Below are some records. Return exactly the lines from the one with "frames += 1;" to the one with "pub fn frame(&mut", and nothing else.

BEGIN Records provided

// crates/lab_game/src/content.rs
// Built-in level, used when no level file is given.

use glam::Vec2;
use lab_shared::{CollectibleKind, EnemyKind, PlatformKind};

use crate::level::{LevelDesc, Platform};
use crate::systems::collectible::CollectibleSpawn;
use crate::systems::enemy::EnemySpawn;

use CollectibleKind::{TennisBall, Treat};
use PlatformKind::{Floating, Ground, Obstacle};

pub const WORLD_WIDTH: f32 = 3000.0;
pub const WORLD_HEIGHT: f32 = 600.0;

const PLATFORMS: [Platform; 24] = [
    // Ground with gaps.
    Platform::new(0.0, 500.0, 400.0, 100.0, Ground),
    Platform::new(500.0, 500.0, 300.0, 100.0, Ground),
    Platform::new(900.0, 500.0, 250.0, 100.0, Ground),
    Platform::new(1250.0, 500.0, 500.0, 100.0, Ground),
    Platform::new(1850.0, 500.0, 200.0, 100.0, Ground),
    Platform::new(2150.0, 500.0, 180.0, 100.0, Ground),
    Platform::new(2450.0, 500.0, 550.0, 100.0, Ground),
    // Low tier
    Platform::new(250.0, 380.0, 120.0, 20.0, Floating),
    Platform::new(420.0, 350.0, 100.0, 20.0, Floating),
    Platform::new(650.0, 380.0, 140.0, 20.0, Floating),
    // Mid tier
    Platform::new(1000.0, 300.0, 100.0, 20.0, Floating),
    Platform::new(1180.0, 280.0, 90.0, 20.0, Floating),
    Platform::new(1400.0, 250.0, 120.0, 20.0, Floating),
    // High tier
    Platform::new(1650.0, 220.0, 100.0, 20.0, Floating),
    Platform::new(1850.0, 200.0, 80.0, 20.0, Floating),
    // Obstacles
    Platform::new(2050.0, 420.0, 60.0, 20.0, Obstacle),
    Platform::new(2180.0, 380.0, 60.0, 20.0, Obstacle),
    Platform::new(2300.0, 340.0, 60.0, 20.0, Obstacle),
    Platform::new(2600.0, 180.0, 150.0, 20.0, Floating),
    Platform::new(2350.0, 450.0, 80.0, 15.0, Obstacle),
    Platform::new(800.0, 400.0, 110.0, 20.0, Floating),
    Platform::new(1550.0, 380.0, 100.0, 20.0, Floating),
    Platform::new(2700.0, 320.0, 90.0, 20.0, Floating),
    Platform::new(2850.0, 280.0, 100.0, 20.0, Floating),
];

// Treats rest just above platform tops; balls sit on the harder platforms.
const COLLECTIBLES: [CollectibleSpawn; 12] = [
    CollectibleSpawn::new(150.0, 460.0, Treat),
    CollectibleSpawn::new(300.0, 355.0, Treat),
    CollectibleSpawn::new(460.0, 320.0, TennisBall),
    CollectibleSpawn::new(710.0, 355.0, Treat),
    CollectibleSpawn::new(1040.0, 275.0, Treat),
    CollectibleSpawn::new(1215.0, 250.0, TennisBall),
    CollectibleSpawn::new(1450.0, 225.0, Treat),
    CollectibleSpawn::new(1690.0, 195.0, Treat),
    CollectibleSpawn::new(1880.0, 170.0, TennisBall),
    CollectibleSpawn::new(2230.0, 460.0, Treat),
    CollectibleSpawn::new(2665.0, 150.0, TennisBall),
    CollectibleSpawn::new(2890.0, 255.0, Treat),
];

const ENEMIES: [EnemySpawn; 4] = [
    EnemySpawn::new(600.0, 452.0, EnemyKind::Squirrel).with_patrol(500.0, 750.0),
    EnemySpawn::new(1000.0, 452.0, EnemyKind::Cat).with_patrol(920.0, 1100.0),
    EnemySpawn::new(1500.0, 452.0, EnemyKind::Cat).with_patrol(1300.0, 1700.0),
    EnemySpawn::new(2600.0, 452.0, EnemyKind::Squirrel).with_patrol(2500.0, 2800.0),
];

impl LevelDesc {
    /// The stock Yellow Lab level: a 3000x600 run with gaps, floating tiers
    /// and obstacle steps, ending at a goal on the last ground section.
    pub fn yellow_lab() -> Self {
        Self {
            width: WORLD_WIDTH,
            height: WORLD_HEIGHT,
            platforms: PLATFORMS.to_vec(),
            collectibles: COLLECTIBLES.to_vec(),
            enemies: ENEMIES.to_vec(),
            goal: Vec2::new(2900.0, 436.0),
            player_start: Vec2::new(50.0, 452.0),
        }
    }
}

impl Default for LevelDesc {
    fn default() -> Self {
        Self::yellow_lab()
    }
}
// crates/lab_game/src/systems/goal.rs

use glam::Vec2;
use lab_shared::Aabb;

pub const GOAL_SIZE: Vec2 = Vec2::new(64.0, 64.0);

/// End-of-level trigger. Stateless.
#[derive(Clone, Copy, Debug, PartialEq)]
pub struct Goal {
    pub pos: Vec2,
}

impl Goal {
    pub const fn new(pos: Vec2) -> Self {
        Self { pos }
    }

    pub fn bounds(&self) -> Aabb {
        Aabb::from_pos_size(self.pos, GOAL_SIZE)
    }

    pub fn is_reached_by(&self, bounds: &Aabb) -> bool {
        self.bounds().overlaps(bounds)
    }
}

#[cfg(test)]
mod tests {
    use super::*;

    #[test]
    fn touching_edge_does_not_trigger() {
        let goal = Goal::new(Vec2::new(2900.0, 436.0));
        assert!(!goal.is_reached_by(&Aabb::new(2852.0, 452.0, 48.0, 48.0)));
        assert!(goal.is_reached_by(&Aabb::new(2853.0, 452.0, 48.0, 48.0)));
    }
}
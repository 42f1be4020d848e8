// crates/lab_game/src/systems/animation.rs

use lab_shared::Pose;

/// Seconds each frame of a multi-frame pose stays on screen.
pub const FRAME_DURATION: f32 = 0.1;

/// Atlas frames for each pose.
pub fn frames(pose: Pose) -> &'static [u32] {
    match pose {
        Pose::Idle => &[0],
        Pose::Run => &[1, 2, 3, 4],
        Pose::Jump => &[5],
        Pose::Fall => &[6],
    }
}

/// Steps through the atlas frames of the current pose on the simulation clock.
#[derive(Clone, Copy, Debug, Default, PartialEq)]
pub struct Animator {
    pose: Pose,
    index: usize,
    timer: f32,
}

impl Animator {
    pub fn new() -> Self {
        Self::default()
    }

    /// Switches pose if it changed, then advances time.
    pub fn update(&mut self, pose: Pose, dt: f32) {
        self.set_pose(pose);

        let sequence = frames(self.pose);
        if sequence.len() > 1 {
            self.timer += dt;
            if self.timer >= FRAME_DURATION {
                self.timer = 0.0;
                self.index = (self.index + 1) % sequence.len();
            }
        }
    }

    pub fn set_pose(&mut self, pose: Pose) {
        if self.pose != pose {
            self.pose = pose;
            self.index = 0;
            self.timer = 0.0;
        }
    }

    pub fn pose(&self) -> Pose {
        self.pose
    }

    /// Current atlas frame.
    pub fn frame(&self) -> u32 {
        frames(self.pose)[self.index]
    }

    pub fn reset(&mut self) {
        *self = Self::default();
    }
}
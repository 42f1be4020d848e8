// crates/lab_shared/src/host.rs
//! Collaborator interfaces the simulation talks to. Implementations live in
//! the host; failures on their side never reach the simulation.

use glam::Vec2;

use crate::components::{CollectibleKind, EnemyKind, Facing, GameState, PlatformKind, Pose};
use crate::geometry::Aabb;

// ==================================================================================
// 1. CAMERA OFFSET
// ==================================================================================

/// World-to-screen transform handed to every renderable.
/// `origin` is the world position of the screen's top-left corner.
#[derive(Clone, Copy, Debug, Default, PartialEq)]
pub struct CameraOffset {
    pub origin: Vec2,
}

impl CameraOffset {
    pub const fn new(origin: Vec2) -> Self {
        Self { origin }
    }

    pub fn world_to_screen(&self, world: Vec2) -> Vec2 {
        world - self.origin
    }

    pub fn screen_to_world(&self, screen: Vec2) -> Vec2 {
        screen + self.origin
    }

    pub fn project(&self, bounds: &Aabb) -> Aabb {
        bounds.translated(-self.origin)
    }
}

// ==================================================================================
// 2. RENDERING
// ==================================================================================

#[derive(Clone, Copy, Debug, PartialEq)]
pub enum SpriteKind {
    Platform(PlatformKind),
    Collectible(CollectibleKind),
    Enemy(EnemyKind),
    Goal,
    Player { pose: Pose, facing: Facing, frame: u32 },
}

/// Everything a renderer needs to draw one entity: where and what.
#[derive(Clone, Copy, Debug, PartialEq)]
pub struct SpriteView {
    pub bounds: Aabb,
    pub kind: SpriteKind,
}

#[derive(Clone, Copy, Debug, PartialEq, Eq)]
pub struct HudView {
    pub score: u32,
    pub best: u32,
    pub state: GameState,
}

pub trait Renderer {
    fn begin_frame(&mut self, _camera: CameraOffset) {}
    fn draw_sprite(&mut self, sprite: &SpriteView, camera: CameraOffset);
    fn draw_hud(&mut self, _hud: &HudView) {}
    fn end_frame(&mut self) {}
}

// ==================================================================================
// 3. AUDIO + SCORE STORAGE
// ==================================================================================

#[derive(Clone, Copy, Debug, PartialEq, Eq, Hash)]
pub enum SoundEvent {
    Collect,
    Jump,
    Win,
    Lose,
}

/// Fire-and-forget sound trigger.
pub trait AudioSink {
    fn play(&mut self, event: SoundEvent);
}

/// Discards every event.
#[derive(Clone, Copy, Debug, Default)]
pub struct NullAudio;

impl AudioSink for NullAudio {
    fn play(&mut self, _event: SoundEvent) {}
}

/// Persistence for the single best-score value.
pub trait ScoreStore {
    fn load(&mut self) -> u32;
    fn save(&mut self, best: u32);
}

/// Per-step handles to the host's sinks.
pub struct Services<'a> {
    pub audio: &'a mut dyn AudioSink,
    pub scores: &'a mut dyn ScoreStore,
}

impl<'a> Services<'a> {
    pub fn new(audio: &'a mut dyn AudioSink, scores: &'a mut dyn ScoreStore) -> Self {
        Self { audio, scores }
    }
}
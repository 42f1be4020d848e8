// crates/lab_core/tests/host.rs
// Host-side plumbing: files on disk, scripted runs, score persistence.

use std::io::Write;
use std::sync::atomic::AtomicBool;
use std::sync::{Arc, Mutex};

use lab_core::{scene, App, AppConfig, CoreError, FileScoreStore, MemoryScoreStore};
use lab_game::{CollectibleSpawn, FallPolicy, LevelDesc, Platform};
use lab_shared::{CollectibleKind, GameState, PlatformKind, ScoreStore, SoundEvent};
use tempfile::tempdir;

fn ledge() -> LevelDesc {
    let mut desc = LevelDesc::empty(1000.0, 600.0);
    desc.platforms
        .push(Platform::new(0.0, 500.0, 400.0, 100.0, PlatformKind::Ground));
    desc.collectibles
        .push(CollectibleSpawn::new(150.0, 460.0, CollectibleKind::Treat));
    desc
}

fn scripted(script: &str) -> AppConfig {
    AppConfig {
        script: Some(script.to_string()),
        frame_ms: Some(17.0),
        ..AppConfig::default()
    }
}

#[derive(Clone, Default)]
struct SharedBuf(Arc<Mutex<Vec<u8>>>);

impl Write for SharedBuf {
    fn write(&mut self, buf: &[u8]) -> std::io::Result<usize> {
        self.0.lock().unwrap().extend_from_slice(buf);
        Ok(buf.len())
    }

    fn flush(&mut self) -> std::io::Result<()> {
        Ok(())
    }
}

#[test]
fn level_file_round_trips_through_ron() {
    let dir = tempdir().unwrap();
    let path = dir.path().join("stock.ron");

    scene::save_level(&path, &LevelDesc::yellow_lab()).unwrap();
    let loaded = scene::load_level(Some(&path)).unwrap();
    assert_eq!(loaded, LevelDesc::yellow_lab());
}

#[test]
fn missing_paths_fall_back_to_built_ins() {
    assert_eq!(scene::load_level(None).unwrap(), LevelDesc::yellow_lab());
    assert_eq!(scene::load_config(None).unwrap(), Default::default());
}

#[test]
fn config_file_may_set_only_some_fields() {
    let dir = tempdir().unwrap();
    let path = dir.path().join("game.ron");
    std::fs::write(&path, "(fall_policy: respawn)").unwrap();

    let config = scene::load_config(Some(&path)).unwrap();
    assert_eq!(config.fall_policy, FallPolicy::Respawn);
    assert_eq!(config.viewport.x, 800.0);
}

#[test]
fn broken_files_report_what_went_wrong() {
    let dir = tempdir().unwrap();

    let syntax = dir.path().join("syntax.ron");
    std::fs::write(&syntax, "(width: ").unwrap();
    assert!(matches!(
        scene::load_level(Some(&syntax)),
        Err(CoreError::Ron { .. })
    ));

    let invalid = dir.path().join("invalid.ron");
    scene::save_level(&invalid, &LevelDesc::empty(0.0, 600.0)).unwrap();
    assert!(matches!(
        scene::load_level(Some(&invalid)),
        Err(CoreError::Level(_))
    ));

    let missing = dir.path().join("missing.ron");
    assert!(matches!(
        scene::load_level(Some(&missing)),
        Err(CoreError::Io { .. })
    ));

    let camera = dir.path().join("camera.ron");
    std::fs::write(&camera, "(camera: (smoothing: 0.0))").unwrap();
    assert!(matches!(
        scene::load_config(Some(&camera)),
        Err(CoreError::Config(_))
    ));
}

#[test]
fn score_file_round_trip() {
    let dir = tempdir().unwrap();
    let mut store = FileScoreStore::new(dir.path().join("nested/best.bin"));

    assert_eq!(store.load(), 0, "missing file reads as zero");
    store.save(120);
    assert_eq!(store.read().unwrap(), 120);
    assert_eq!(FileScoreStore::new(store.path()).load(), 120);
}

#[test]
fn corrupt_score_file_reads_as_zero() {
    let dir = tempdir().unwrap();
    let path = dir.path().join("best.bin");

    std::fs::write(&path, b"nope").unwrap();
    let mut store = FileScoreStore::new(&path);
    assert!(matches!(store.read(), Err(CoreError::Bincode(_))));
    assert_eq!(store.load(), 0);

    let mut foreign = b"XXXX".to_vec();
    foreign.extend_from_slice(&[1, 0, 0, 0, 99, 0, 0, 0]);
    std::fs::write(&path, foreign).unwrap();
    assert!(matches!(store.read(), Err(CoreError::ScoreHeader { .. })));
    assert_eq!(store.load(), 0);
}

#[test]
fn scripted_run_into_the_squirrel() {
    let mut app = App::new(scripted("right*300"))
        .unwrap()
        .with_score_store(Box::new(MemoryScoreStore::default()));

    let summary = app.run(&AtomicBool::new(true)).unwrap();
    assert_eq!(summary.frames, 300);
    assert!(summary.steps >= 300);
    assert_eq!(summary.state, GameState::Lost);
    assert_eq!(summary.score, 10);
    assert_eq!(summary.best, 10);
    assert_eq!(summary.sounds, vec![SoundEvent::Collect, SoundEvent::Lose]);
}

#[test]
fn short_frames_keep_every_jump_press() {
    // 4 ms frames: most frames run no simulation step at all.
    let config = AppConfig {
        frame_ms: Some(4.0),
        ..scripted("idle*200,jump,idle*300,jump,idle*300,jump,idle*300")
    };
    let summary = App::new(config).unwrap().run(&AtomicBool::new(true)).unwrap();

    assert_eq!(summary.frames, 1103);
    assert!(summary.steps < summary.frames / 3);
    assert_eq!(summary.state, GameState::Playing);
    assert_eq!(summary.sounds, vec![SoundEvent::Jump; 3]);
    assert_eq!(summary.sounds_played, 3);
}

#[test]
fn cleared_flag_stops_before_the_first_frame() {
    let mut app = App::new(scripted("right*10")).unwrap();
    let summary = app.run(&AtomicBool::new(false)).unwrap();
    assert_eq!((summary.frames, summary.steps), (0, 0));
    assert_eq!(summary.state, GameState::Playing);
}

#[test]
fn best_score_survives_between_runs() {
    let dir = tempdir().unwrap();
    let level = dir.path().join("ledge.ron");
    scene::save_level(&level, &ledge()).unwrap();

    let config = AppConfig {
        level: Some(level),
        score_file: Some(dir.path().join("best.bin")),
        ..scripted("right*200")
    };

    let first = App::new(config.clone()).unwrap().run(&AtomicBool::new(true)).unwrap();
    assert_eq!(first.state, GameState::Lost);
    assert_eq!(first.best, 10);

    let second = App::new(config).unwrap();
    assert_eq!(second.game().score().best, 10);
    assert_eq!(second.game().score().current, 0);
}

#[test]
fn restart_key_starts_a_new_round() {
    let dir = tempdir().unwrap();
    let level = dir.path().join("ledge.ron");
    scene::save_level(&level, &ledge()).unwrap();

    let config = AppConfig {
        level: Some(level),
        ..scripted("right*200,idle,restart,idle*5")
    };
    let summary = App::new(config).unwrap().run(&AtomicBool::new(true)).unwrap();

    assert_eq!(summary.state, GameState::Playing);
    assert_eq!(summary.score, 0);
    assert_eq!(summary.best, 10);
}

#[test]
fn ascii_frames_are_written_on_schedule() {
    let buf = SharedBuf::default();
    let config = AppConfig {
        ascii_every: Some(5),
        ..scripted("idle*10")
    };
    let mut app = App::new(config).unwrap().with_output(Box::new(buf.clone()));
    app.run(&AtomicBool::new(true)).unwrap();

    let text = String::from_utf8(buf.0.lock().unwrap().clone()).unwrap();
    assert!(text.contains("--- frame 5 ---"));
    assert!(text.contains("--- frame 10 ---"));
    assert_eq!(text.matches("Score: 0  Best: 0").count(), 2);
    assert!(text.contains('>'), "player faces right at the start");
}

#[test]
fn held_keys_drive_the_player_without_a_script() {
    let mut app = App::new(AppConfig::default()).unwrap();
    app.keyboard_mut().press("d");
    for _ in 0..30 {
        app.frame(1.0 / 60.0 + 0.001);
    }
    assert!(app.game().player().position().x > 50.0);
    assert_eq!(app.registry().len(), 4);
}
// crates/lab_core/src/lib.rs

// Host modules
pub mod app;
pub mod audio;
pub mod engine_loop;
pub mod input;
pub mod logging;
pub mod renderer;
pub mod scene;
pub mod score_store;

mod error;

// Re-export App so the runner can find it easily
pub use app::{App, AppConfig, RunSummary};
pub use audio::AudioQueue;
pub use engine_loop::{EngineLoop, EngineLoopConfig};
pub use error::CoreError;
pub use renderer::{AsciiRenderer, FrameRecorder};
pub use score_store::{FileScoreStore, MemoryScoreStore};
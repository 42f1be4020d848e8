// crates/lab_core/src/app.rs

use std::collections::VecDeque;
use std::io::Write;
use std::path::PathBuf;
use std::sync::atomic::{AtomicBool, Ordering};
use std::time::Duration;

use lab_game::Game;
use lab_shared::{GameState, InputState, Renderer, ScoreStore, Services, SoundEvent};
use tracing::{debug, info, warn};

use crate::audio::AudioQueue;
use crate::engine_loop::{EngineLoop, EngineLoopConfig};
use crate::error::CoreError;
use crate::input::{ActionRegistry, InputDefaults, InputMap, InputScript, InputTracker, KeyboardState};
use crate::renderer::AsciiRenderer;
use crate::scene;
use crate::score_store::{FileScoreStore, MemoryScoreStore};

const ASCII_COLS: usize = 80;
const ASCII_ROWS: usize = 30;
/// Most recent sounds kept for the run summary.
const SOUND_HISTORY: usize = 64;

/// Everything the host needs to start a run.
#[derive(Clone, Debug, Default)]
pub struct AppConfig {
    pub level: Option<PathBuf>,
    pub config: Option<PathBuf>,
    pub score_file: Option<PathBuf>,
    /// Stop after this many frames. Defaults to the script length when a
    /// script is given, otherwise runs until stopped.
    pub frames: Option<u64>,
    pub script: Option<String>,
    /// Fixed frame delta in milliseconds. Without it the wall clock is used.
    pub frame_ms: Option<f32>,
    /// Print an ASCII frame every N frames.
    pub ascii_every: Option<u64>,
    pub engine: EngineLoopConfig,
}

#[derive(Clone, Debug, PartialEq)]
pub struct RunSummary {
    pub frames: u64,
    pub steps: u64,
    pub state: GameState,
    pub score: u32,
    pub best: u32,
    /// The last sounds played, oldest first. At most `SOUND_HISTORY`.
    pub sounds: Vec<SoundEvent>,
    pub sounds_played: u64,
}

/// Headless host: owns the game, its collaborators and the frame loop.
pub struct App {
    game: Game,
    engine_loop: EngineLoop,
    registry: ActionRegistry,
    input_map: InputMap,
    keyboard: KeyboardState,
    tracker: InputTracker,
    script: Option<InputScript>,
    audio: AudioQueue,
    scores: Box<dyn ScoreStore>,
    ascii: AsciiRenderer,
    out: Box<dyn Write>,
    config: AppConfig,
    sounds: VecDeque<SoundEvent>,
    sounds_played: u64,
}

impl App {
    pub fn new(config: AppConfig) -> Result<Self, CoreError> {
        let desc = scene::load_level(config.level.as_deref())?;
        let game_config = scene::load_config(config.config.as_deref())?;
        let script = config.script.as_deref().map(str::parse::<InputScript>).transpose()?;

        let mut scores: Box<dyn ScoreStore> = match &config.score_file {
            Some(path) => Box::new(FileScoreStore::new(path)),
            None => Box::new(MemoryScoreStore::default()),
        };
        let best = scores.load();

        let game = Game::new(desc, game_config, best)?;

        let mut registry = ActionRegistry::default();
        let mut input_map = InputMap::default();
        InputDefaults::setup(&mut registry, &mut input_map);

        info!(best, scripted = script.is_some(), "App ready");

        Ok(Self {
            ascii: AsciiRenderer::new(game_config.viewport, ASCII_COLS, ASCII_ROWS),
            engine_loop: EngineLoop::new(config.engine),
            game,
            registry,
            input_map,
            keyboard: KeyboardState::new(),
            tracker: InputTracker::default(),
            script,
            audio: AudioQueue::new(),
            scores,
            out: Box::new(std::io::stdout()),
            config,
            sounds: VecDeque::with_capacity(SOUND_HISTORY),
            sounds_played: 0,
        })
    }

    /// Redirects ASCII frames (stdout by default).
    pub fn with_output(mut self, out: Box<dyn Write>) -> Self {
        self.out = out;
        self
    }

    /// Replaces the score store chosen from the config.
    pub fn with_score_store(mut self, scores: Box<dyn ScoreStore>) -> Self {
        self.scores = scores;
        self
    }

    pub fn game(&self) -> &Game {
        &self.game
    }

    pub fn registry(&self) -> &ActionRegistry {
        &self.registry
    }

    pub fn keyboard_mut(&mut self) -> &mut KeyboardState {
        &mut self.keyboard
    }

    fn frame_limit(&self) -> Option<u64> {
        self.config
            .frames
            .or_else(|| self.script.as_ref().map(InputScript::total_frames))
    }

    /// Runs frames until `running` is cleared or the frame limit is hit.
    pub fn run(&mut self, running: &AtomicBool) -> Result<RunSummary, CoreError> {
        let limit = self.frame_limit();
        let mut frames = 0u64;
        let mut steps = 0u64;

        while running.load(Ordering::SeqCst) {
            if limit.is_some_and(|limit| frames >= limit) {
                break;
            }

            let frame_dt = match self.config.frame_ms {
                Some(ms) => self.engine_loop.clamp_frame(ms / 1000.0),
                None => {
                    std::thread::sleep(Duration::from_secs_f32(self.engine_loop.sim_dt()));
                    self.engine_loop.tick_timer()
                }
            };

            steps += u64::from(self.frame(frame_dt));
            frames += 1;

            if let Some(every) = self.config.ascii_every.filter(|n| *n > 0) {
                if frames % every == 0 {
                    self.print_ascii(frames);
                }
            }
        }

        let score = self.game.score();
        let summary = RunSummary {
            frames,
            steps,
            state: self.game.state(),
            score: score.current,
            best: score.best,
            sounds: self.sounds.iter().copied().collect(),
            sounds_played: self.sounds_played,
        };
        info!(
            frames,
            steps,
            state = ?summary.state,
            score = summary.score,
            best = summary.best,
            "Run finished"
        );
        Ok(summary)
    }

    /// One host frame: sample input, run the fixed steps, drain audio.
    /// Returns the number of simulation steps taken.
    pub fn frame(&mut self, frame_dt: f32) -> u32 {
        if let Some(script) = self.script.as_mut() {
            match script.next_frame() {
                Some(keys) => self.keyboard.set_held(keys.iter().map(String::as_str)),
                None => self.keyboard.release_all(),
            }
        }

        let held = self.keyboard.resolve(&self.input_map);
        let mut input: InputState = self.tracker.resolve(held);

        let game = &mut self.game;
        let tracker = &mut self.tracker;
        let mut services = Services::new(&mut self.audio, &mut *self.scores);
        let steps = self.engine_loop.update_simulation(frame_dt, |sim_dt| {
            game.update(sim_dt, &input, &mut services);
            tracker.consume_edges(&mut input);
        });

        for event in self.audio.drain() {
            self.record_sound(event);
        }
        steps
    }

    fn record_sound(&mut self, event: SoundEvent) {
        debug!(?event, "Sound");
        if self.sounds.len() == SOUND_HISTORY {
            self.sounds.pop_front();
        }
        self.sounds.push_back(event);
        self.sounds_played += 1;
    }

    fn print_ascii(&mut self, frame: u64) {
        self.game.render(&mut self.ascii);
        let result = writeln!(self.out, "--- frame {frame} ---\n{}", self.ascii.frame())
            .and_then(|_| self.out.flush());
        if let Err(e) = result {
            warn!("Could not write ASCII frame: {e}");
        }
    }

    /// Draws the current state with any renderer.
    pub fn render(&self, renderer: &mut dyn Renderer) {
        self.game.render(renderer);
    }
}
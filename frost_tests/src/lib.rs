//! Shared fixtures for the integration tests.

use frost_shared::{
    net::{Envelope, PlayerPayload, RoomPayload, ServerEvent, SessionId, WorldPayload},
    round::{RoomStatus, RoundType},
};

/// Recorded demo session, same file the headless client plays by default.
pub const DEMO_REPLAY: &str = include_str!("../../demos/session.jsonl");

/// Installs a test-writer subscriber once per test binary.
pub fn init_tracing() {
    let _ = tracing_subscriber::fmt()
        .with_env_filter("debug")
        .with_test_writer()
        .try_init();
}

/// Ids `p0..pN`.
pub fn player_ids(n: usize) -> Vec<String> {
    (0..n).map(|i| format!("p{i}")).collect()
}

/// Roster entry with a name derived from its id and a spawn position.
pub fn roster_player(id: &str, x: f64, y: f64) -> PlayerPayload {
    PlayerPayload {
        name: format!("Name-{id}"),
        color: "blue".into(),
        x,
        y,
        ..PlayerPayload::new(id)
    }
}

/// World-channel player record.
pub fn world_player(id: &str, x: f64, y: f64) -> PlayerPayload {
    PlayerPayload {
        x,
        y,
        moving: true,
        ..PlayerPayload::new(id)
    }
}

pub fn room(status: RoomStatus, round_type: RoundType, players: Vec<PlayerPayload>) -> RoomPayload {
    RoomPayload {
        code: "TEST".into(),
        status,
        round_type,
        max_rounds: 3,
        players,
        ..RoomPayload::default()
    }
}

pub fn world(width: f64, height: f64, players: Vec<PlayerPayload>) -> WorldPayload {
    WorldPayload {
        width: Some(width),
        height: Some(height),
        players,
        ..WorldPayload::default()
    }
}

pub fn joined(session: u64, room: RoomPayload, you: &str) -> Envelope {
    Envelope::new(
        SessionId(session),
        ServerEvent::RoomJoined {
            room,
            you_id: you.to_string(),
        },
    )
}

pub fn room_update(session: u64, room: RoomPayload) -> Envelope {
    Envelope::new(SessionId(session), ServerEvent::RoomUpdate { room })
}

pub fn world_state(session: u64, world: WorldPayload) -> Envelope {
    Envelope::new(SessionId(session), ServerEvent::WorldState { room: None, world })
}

END Records provided

• _Output for this task_
            frames += 1;

            if let Some(every) = self.config.ascii_every.filter(|n| *n > 0) {
                if frames % every == 0 {
                    self.print_ascii(frames);
                }
            }
        }

        let score = self.game.score();
        let summary = RunSummary {
            frames,
            steps,
            state: self.game.state(),
            score: score.current,
            best: score.best,
            sounds: self.sounds.iter().copied().collect(),
            sounds_played: self.sounds_played,
        };
        info!(
            frames,
            steps,
            state = ?summary.state,
            score = summary.score,
            best = summary.best,
            "Run finished"
        );
        Ok(summary)
    }

    /// One host frame: sample input, run the fixed steps, drain audio.
    /// Returns the number of simulation steps taken.
    pub fn frame(&mut self, frame_dt: f32) -> u32 {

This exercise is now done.